The Speed Shift™ is indicated for: Fracture and osteotomy fixation and joint arthrodesis of the hand and foot.

The Speed Shift™ is a nitinol implant that comes in a range of sizes and models for use in extremity bone fragment fixation, osteotomy fixation, and joint arthrodesis. The implant is delivered to the operating room in an "open" martensitic state. The implant is then transformed by ambient and body heat after insertion, and contracts to a "closed" austenitic state. The implants do not require any external heating; they are completely transformed by body heat. This configuration change for the Speed Shift™ consists of a step bend of the staple back where the bend is in line with the legs of the staple rather than perpendicular to the legs as in the predicate devices. This in line bend allows Speed Shift™ to be useful for step osteotomies such as in the calcaneal slide procedure and other various mid-foot procedures reducing the prominence of the staple back after implantation as compared to the predicate devices.

The provided documentation describes the Speed Shift™ device, a nitinol implant for fracture and osteotomy fixation and joint arthrodesis of the hand and foot. The submission focuses on demonstrating substantial equivalence to predicate devices (BME OSStaple™ and OSStaple™ Chill) through comparison of technological characteristics and performance bench testing.

Here's an analysis of the acceptance criteria and the study that proves the device meets them, based on the provided text:

1. Table of Acceptance Criteria and Reported Device Performance:

The document does not explicitly state "acceptance criteria" in the traditional sense of specific numerical thresholds for performance. Instead, the performance studies aim to demonstrate that the Speed Shift™ is equivalent or superior to the predicate devices in key mechanical properties. The acceptance is implicitly based on achieving this equivalence or superiority.

2. Sample Size Used for the Test Set and Data Provenance:

• Sample Size for Test Set: The document states that "Specimens of the largest and smallest sizes of the Speed Shift™ were used and compared to a comparably sized predicate OSStaple™" for pull-out and bending strength tests. For corrosion resistance, "representative samples of the new Speed Shift™" were compared to the predicate. The exact number of samples (n-value) for each test is not specified.
• Data Provenance: The studies are described as "Performance Bench Testing." This indicates the data was generated in a laboratory setting, likely in the US, by the manufacturer (BioMedical Enterprises, Inc.). It is retrospective in the sense that the device had already been designed and manufactured, and then tested for comparison.
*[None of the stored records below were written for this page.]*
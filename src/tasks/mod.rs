//! Built-in task types.

pub mod site_watch;

use crate::config::AppConfig;
use crate::error::RegistryError;
use crate::fetch::RetryingFetcher;
use crate::task::registry::TaskRegistry;

/// Registry with every built-in task type.
pub fn builtin_registry(config: &AppConfig) -> Result<TaskRegistry, RegistryError> {
    let fetcher = RetryingFetcher::with_client(config.fetch.clone());
    Ok(TaskRegistry::builder()
        .register(site_watch::registration(config.watch_urls.clone(), fetcher))?
        .build())
}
It is not clinical data from human subjects.

3. Number of Experts Used to Establish the Ground Truth for the Test Set and Qualifications of Those Experts:

This question is not applicable to the provided information. The "ground truth" here refers to the actual mechanical properties, which are measured using well-established ASTM standards, not subjective expert assessment. No experts were used to establish ground truth for this type of bench testing.

4. Adjudication Method for the Test Set:

This question is not applicable. Adjudication methods (like 2+1, 3+1) are typically used in clinical studies or image interpretation to resolve discrepancies between human readers or between human readers and an AI. In mechanical bench testing, the results are quantitative measurements, not subject to human adjudication in the same way.
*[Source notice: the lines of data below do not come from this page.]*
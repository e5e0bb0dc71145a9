//! Base62 instance identifiers.

use std::sync::atomic::{AtomicI64, Ordering};

use chrono::Utc;

use crate::task::kinds::InstanceId;

const ALPHABET: &[u8; 62] = b"0123456789abcdefghijklmnopqrstuvwxyzABCDEFGHIJKLMNOPQRSTUVWXYZ";

/// Render `value` in base 62. Zero and negative values render as `""`.
pub fn render_base62(value: i64) -> String {
    let mut n = value;
    let mut digits = Vec::new();
    while n > 0 {
        digits.push(ALPHABET[(n % 62) as usize]);
        n /= 62;
    }
    digits.reverse();
    // Alphabet is ASCII.
    String::from_utf8(digits).unwrap_or_default()
}

/// Generates instance ids from a strictly increasing nanosecond seed.
#[derive(Debug, Default)]
pub struct IdGenerator {
    last: AtomicI64,
}

impl IdGenerator {
    pub fn new() -> Self {
        Self::default()
    }

    pub fn next_id(&self) -> InstanceId {
        InstanceId::new(render_base62(self.next_seed()))
    }

    fn next_seed(&self) -> i64 {
        let now = Utc::now().timestamp_nanos_opt().unwrap_or(i64::MAX).max(1);
        let mut last = self.last.load(Ordering::Relaxed);
        loop {
            let seed = now.max(last.saturating_add(1));
            match self
                .last
                .compare_exchange_weak(last, seed, Ordering::AcqRel, Ordering::Relaxed)
            {
                Ok(_) => return seed,
                Err(current) => last = current,
            }
        }
    }
}

#[cfg(test)]
mod tests {
    use std::collections::HashSet;

    use super::*;

    #[test]
    fn base62_rendering() {
        assert_eq!(render_base62(0), "");
        assert_eq!(render_base62(-1), "");
        assert_eq!(render_base62(1), "1");
        assert_eq!(render_base62(10), "a");
        assert_eq!(render_base62(35), "z");
        assert_eq!(render_base62(36), "A");
        assert_eq!(render_base62(61), "Z");
        assert_eq!(render_base62(62), "10");
        assert_eq!(render_base62(123), "1Z");
    }

    #[test]
    fn consecutive_ids_are_distinct() {
        let generator = IdGenerator::new();
        let ids: HashSet<InstanceId> = (0..100).map(|_| generator.next_id()).collect();
        assert_eq!(ids.len(), 100);
    }

    #[test]
    fn ids_are_distinct_across_threads() {
        let generator = std::sync::Arc::new(IdGenerator::new());
        let handles: Vec<_> = (0..4)
            .map(|_| {
                let generator = generator.clone();
                std::thread::spawn(move || (0..250).map(|_| generator.next_id()).collect::<Vec<_>>())
            })
            .collect();

        let mut ids = HashSet::new();
        for handle in handles {
            ids.extend(handle.join().unwrap());
        }
        assert_eq!(ids.len(), 1000);
    }

    #[test]
    fn ids_are_never_empty() {
        let generator = IdGenerator::new();
        assert!(!generator.next_id().as_str().is_empty());
    }
}
//! Notification sender abstraction.
//!
//! The coordinator and scheduler report lifecycle events through a
//! `NotificationSender`. Implementations must tolerate concurrent calls;
//! the core never serializes against them.

use std::sync::Mutex;

use async_trait::async_trait;

use crate::task::context::TaskContext;
use crate::task::kinds::NotifierId;

#[async_trait]
pub trait NotificationSender: Send + Sync {
    /// Send to the default (administrator) channel.
    async fn notify_default(&self, message: &str) -> bool;

    /// Send to a specific notifier. Returns whether the local send attempt
    /// succeeded, not whether the message was delivered.
    async fn notify(&self, ctx: &TaskContext, notifier_id: &NotifierId, message: &str) -> bool;

    fn supports_html(&self, notifier_id: &NotifierId) -> bool;
}

/// Writes notifications to the tracing log.
#[derive(Debug, Default)]
pub struct LogNotifier;

#[async_trait]
impl NotificationSender for LogNotifier {
    async fn notify_default(&self, message: &str) -> bool {
        tracing::info!(notifier = "default", "{}", message);
        true
    }

    async fn notify(&self, ctx: &TaskContext, notifier_id: &NotifierId, message: &str) -> bool {
        let task = ctx.task_kind().map(|k| k.as_str()).unwrap_or("-");
        let command = ctx.command_kind().map(|c| c.as_str()).unwrap_or("-");
        let instance = ctx.instance_id().map(|i| i.as_str()).unwrap_or("-");
        if ctx.error_occurred() {
            tracing::warn!(
                notifier = %notifier_id,
                task,
                command,
                instance,
                "{}",
                message
            );
        } else {
            tracing::info!(
                notifier = %notifier_id,
                task,
                command,
                instance,
                "{}",
                message
            );
        }
        true
    }

    fn supports_html(&self, _notifier_id: &NotifierId) -> bool {
        false
    }
}

/// A notification captured by `RecordingNotifier`.
#[derive(Debug, Clone)]
pub struct RecordedNotification {
    /// `None` for `notify_default`.
    pub notifier_id: Option<NotifierId>,
    pub context: Option<TaskContext>,
    pub message: String,
}

/// Keeps every notification in memory. Useful for tests and dry runs.
#[derive(Debug, Default)]
pub struct RecordingNotifier {
    sent: Mutex<Vec<RecordedNotification>>,
}

impl RecordingNotifier {
    pub fn new() -> Self {
        Self::default()
    }

    pub fn notifications(&self) -> Vec<RecordedNotification> {
        self.sent.lock().map(|v| v.clone()).unwrap_or_default()
    }

    /// Messages containing `needle`.
    pub fn matching(&self, needle: &str) -> Vec<RecordedNotification> {
        self.notifications()
            .into_iter()
            .filter(|n| n.message.contains(needle))
            .collect()
    }

    fn record(&self, notification: RecordedNotification) {
        if let Ok(mut sent) = self.sent.lock() {
            sent.push(notification);
        }
    }
}

#[async_trait]
impl NotificationSender for RecordingNotifier {
    async fn notify_default(&self, message: &str) -> bool {
        self.record(RecordedNotification {
            notifier_id: None,
            context: None,
            message: message.to_string(),
        });
        true
    }

    async fn notify(&self, ctx: &TaskContext, notifier_id: &NotifierId, message: &str) -> bool {
        self.record(RecordedNotification {
            notifier_id: Some(notifier_id.clone()),
            context: Some(ctx.clone()),
            message: message.to_string(),
        });
        true
    }

    fn supports_html(&self, _notifier_id: &NotifierId) -> bool {
        false
    }
}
5. If a Multi-reader Multi-case (MRMC) Comparative Effectiveness Study Was Done, If So, What Was the Effect Size of How Much Human Readers Improve With AI vs Without AI Assistance:

This question is not applicable. The Speed Shift™ is a physical medical implant (a bone staple), not an AI-powered diagnostic or assistive tool. Therefore, an MRMC study involving human readers and AI assistance is entirely irrelevant to this device.

6. If a Standalone (i.e., algorithm only without human-in-the-loop performance) Was Done:

This question is not applicable. As explained above, the Speed Shift™ is a physical surgical implant, not an algorithm. Therefore, "standalone algorithm performance" is not relevant.

7. The Type of Ground Truth Used:

The ground truth used for these performance studies is physical measurement against established industry standards.

• For pull-out strength and bending strength: ASTM F564-10 (2010)
• For corrosion resistance: ASTM F2129-08

These standards define methods for objectively measuring the mechanical properties of bone fixation devices.

8. The Sample Size for the Training Set:

This question is not applicable. The Speed Shift™ is a manufactured device, not a machine learning model. Therefore, there is no "training set" in the context of AI or algorithms. The device undergoes design, manufacturing, and then testing.

9. How the Ground Truth for the Training Set Was Established:

This question is not applicable, as there is no "training set" for a physical medical device.